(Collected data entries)
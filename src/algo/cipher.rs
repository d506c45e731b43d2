//! Stream cipher facade.
//!
//! Every supported cipher behaves as a seekable keystream: the composite key
//! carries the raw key material plus the initial counter/nonce, and
//! `set_counter` repositions the keystream at an absolute block offset. That
//! is what lets pipeline workers encrypt chunks out of order.

use strum::{Display, EnumString};

use crate::crypto::aes::Aes;
use crate::crypto::chacha20::ChaCha20;
use crate::crypto::ctr::AesCtr;
use crate::crypto::{chacha20, ctr};
use crate::error::{Error, Result};

/// Cipher identifiers as they appear on the command line.
#[derive(Clone, Copy, PartialEq, Eq, Debug, Display, EnumString)]
pub enum CipherAlgorithm {
    #[strum(serialize = "aes-128-ctr")]
    Aes128Ctr,
    #[strum(serialize = "aes-192-ctr")]
    Aes192Ctr,
    #[strum(serialize = "aes-256-ctr")]
    Aes256Ctr,
    #[strum(serialize = "chacha20")]
    ChaCha20,
}

impl CipherAlgorithm {
    /// Composite key size: raw key plus the initial counter (AES-CTR) or
    /// counter + nonce (ChaCha20).
    pub fn key_size(self) -> usize {
        match self {
            Self::Aes128Ctr => 16 + 16,
            Self::Aes192Ctr => 24 + 16,
            Self::Aes256Ctr => 32 + 16,
            Self::ChaCha20 => chacha20::KEY_SIZE + chacha20::COUNTER_SIZE + chacha20::NONCE_SIZE,
        }
    }

    pub fn block_size(self) -> usize {
        match self {
            Self::Aes128Ctr | Self::Aes192Ctr | Self::Aes256Ctr => ctr::AesCtr::BLOCK_SIZE,
            Self::ChaCha20 => chacha20::BLOCK_SIZE,
        }
    }
}

/// An initialized, seekable stream cipher.
///
/// Clones share the key and initial counter but advance independently; two
/// clones set to the same counter produce the same keystream.
#[derive(Clone)]
pub enum StreamCipher {
    AesCtr {
        cipher: AesCtr,
        /// Counter from the composite key, before any seek.
        initial_counter: u128,
    },
    ChaCha20 {
        cipher: ChaCha20,
        initial_counter: u64,
    },
}

impl StreamCipher {
    /// Builds a cipher from its composite key.
    ///
    /// # Errors
    ///
    /// Returns [`Error::InvalidArgument`] when the key length does not match
    /// the algorithm.
    pub fn new(algorithm: CipherAlgorithm, key: &[u8]) -> Result<Self> {
        if key.len() != algorithm.key_size() {
            return Err(Error::InvalidArgument(format!(
                "{algorithm} needs a {}-byte key, got {}",
                algorithm.key_size(),
                key.len()
            )));
        }

        match algorithm {
            CipherAlgorithm::Aes128Ctr | CipherAlgorithm::Aes192Ctr | CipherAlgorithm::Aes256Ctr => {
                let (raw_key, counter_bytes) = key.split_at(key.len() - 16);
                let counter: [u8; 16] = counter_bytes.try_into().expect("split length");
                Ok(Self::AesCtr {
                    cipher: AesCtr::new(Aes::new(raw_key), counter),
                    initial_counter: u128::from_be_bytes(counter),
                })
            }
            CipherAlgorithm::ChaCha20 => {
                let raw_key: [u8; 32] = key[..32].try_into().expect("split length");
                let counter =
                    u64::from_le_bytes(key[32..40].try_into().expect("split length"));
                let nonce: [u8; 8] = key[40..48].try_into().expect("split length");
                Ok(Self::ChaCha20 {
                    cipher: ChaCha20::new(&raw_key, counter, &nonce),
                    initial_counter: counter,
                })
            }
        }
    }

    pub fn block_size(&self) -> usize {
        match self {
            Self::AesCtr { .. } => AesCtr::BLOCK_SIZE,
            Self::ChaCha20 { .. } => chacha20::BLOCK_SIZE,
        }
    }

    /// Seeks the keystream to `initial counter + block_offset`.
    ///
    /// The offset is absolute: seeking to the same offset twice replays the
    /// same keystream.
    pub fn set_counter(&mut self, block_offset: u64) {
        match self {
            Self::AesCtr { cipher, initial_counter } => {
                let counter = initial_counter.wrapping_add(u128::from(block_offset));
                cipher.set_counter_block(counter.to_be_bytes());
            }
            Self::ChaCha20 { cipher, initial_counter } => {
                cipher.set_counter(initial_counter.wrapping_add(block_offset));
            }
        }
    }

    /// Encrypts (or decrypts) `data` in place, block by block. Only the last
    /// block may be short.
    pub fn apply(&mut self, data: &mut [u8]) {
        match self {
            Self::AesCtr { cipher, .. } => {
                for block in data.chunks_mut(AesCtr::BLOCK_SIZE) {
                    cipher.apply_block(block);
                }
            }
            Self::ChaCha20 { cipher, .. } => {
                for block in data.chunks_mut(chacha20::BLOCK_SIZE) {
                    cipher.apply_block(block);
                }
            }
        }
    }
}

#[cfg(test)]
mod tests {
    use super::*;

    #[test]
    fn names_round_trip() {
        for name in ["aes-128-ctr", "aes-192-ctr", "aes-256-ctr", "chacha20"] {
            let algorithm: CipherAlgorithm = name.parse().unwrap();
            assert_eq!(algorithm.to_string(), name);
        }
        assert!("aes-512-ctr".parse::<CipherAlgorithm>().is_err());
    }

    #[test]
    fn key_sizes() {
        assert_eq!(CipherAlgorithm::Aes128Ctr.key_size(), 32);
        assert_eq!(CipherAlgorithm::Aes192Ctr.key_size(), 40);
        assert_eq!(CipherAlgorithm::Aes256Ctr.key_size(), 48);
        assert_eq!(CipherAlgorithm::ChaCha20.key_size(), 48);
    }

    #[test]
    fn wrong_key_length_is_rejected() {
        assert!(matches!(
            StreamCipher::new(CipherAlgorithm::ChaCha20, &[0u8; 47]),
            Err(Error::InvalidArgument(_))
        ));
    }

    #[test]
    fn seek_replays_the_keystream() {
        for algorithm in [
            CipherAlgorithm::Aes128Ctr,
            CipherAlgorithm::Aes192Ctr,
            CipherAlgorithm::Aes256Ctr,
            CipherAlgorithm::ChaCha20,
        ] {
            let key: Vec<u8> = (0..algorithm.key_size() as u8).collect();
            let block = algorithm.block_size();

            // Encrypt 4 blocks in order.
            let mut sequential = StreamCipher::new(algorithm, &key).unwrap();
            sequential.set_counter(0);
            let mut ordered = vec![0u8; 4 * block];
            sequential.apply(&mut ordered);

            // Encrypt block 2 alone via a clone of the prototype.
            let mut seeked = StreamCipher::new(algorithm, &key).unwrap();
            seeked.set_counter(2);
            let mut third = vec![0u8; block];
            seeked.apply(&mut third);

            assert_eq!(third, ordered[2 * block..3 * block], "{algorithm}");
        }
    }

    #[test]
    fn set_counter_offsets_the_stored_initial_counter() {
        // A key whose embedded counter is 5: seeking to block k must land on
        // absolute counter 5 + k, not k.
        let mut key = vec![0u8; 48];
        key[32] = 5; // little-endian counter for chacha20

        let mut from_five = StreamCipher::new(CipherAlgorithm::ChaCha20, &key).unwrap();
        from_five.set_counter(2);
        let mut a = vec![0u8; 64];
        from_five.apply(&mut a);

        let key_zero = vec![0u8; 48];
        let mut from_zero = StreamCipher::new(CipherAlgorithm::ChaCha20, &key_zero).unwrap();
        from_zero.set_counter(7);
        let mut b = vec![0u8; 64];
        from_zero.apply(&mut b);

        assert_eq!(a, b);
    }

    #[test]
    fn clones_are_independent() {
        let key: Vec<u8> = (0..48).collect();
        let mut original = StreamCipher::new(CipherAlgorithm::ChaCha20, &key).unwrap();
        let mut clone = original.clone();

        let mut a = vec![1u8; 64];
        let mut b = vec![1u8; 64];
        original.set_counter(0);
        original.apply(&mut a);
        clone.set_counter(0);
        clone.apply(&mut b);
        assert_eq!(a, b);
    }
}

▸ Exercise goal:
Return the entries above word for word.

▸ Answer to this problem:
filename src/algo/cipher.rs
repository d506c45e731b43d2
//! Stream cipher facade.
//!
//! Every supported cipher behaves as a seekable keystream: the composite key
//! carries the raw key material plus the initial counter/nonce, and
//! `set_counter` repositions the keystream at an absolute block offset. That
//! is what lets pipeline workers encrypt chunks out of order.

use strum::{Display, EnumString};

use crate::crypto::aes::Aes;
use crate::crypto::chacha20::ChaCha20;
use crate::crypto::ctr::AesCtr;
use crate::crypto::{chacha20, ctr};
use crate::error::{Error, Result};

/// Cipher identifiers as they appear on the command line.
#[derive(Clone, Copy, PartialEq, Eq, Debug, Display, EnumString)]
pub enum CipherAlgorithm {
    #[strum(serialize = "aes-128-ctr")]
    Aes128Ctr,
    #[strum(serialize = "aes-192-ctr")]
    Aes192Ctr,
    #[strum(serialize = "aes-256-ctr")]
    Aes256Ctr,
    #[strum(serialize = "chacha20")]
    ChaCha20,
}

impl CipherAlgorithm {
    /// Composite key size: raw key plus the initial counter (AES-CTR) or
    /// counter + nonce (ChaCha20).
    pub fn key_size(self) -> usize {
        match self {
            Self::Aes128Ctr => 16 + 16,
            Self::Aes192Ctr => 24 + 16,
            Self::Aes256Ctr => 32 + 16,
            Self::ChaCha20 => chacha20::KEY_SIZE + chacha20::COUNTER_SIZE + chacha20::NONCE_SIZE,
        }
    }

    pub fn block_size(self) -> usize {
        match self {
            Self::Aes128Ctr | Self::Aes192Ctr | Self::Aes256Ctr => ctr::AesCtr::BLOCK_SIZE,
            Self::ChaCha20 => chacha20::BLOCK_SIZE,
        }
    }
}

/// An initialized, seekable stream cipher.
///
/// Clones share the key and initial counter but advance independently; two
/// clones set to the same counter produce the same keystream.
#[derive(Clone)]
pub enum StreamCipher {
    AesCtr {
        cipher: AesCtr,
        /// Counter from the composite key, before any seek.
        initial_counter: u128,
    },
    ChaCha20 {
        cipher: ChaCha20,
        initial_counter: u64,
    },
}

impl StreamCipher {
    /// Builds a cipher from its composite key.
    ///
    /// # Errors
    ///
    /// Returns [`Error::InvalidArgument`] when the key length does not match
    /// the algorithm.
    pub fn new(algorithm: CipherAlgorithm, key: &[u8]) -> Result<Self> {
        if key.len() != algorithm.key_size() {
            return Err(Error::InvalidArgument(format!(
                "{algorithm} needs a {}-byte key, got {}",
                algorithm.key_size(),
                key.len()
            )));
        }

        match algorithm {
            CipherAlgorithm::Aes128Ctr | CipherAlgorithm::Aes192Ctr | CipherAlgorithm::Aes256Ctr => {
                let (raw_key, counter_bytes) = key.split_at(key.len() - 16);
                let counter: [u8; 16] = counter_bytes.try_into().expect("split length");
                Ok(Self::AesCtr {
                    cipher: AesCtr::new(Aes::new(raw_key), counter),
                    initial_counter: u128::from_be_bytes(counter),
                })
            }
            CipherAlgorithm::ChaCha20 => {
                let raw_key: [u8; 32] = key[..32].try_into().expect("split length");
                let counter =
                    u64::from_le_bytes(key[32..40].try_into().expect("split length"));
                let nonce: [u8; 8] = key[40..48].try_into().expect("split length");
                Ok(Self::ChaCha20 {
                    cipher: ChaCha20::new(&raw_key, counter, &nonce),
                    initial_counter: counter,
                })
            }
        }
    }

    pub fn block_size(&self) -> usize {
        match self {
            Self::AesCtr { .. } => AesCtr::BLOCK_SIZE,
            Self::ChaCha20 { .. } => chacha20::BLOCK_SIZE,
        }
    }

    /// Seeks the keystream to `initial counter + block_offset`.
    ///
    /// The offset is absolute: seeking to the same offset twice replays the
    /// same keystream.
    pub fn set_counter(&mut self, block_offset: u64) {
        match self {
            Self::AesCtr { cipher, initial_counter } => {
                let counter = initial_counter.wrapping_add(u128::from(block_offset));
                cipher.set_counter_block(counter.to_be_bytes());
            }
            Self::ChaCha20 { cipher, initial_counter } => {
                cipher.set_counter(initial_counter.wrapping_add(block_offset));
            }
        }
    }

    /// Encrypts (or decrypts) `data` in place, block by block. Only the last
    /// block may be short.
    pub fn apply(&mut self, data: &mut [u8]) {
        match self {
            Self::AesCtr { cipher, .. } => {
                for block in data.chunks_mut(AesCtr::BLOCK_SIZE) {
                    cipher.apply_block(block);
                }
            }
            Self::ChaCha20 { cipher, .. } => {
                for block in data.chunks_mut(chacha20::BLOCK_SIZE) {
                    cipher.apply_block(block);
                }
            }
        }
    }
}

#[cfg(test)]
mod tests {
    use super::*;

    #[test]
    fn names_round_trip() {
        for name in ["aes-128-ctr", "aes-192-ctr", "aes-256-ctr", "chacha20"] {
            let algorithm: CipherAlgorithm = name.parse().unwrap();
            assert_eq!(algorithm.to_string(), name);
        }
        assert!("aes-512-ctr".parse::<CipherAlgorithm>().is_err());
    }

    #[test]
    fn key_sizes() {
        assert_eq!(CipherAlgorithm::Aes128Ctr.key_size(), 32);
        assert_eq!(CipherAlgorithm::Aes192Ctr.key_size(), 40);
        assert_eq!(CipherAlgorithm::Aes256Ctr.key_size(), 48);
        assert_eq!(CipherAlgorithm::ChaCha20.key_size(), 48);
    }

    #[test]
    fn wrong_key_length_is_rejected() {
        assert!(matches!(
            StreamCipher::new(CipherAlgorithm::ChaCha20, &[0u8; 47]),
            Err(Error::InvalidArgument(_))
        ));
    }

    #[test]
    fn seek_replays_the_keystream() {
        for algorithm in [
            CipherAlgorithm::Aes128Ctr,
            CipherAlgorithm::Aes192Ctr,
            CipherAlgorithm::Aes256Ctr,
            CipherAlgorithm::ChaCha20,
        ] {
            let key: Vec<u8> = (0..algorithm.key_size() as u8).collect();
            let block = algorithm.block_size();

            // Encrypt 4 blocks in order.
            let mut sequential = StreamCipher::new(algorithm, &key).unwrap();
            sequential.set_counter(0);
            let mut ordered = vec![0u8; 4 * block];
            sequential.apply(&mut ordered);

            // Encrypt block 2 alone via a clone of the prototype.
            let mut seeked = StreamCipher::new(algorithm, &key).unwrap();
            seeked.set_counter(2);
            let mut third = vec![0u8; block];
            seeked.apply(&mut third);

            assert_eq!(third, ordered[2 * block..3 * block], "{algorithm}");
        }
    }

    #[test]
    fn set_counter_offsets_the_stored_initial_counter() {
        // A key whose embedded counter is 5: seeking to block k must land on
        // absolute counter 5 + k, not k.
        let mut key = vec![0u8; 48];
        key[32] = 5; // little-endian counter for chacha20

        let mut from_five = StreamCipher::new(CipherAlgorithm::ChaCha20, &key).unwrap();
        from_five.set_counter(2);
        let mut a = vec![0u8; 64];
        from_five.apply(&mut a);

        let key_zero = vec![0u8; 48];
        let mut from_zero = StreamCipher::new(CipherAlgorithm::ChaCha20, &key_zero).unwrap();
        from_zero.set_counter(7);
        let mut b = vec![0u8; 64];
        from_zero.apply(&mut b);

        assert_eq!(a, b);
    }

    #[test]
    fn clones_are_independent() {
        let key: Vec<u8> = (0..48).collect();
        let mut original = StreamCipher::new(CipherAlgorithm::ChaCha20, &key).unwrap();
        let mut clone = original.clone();

        let mut a = vec![1u8; 64];
        let mut b = vec![1u8; 64];
        original.set_counter(0);
        original.apply(&mut a);
        clone.set_counter(0);
        clone.apply(&mut b);
        assert_eq!(a, b);
    }
}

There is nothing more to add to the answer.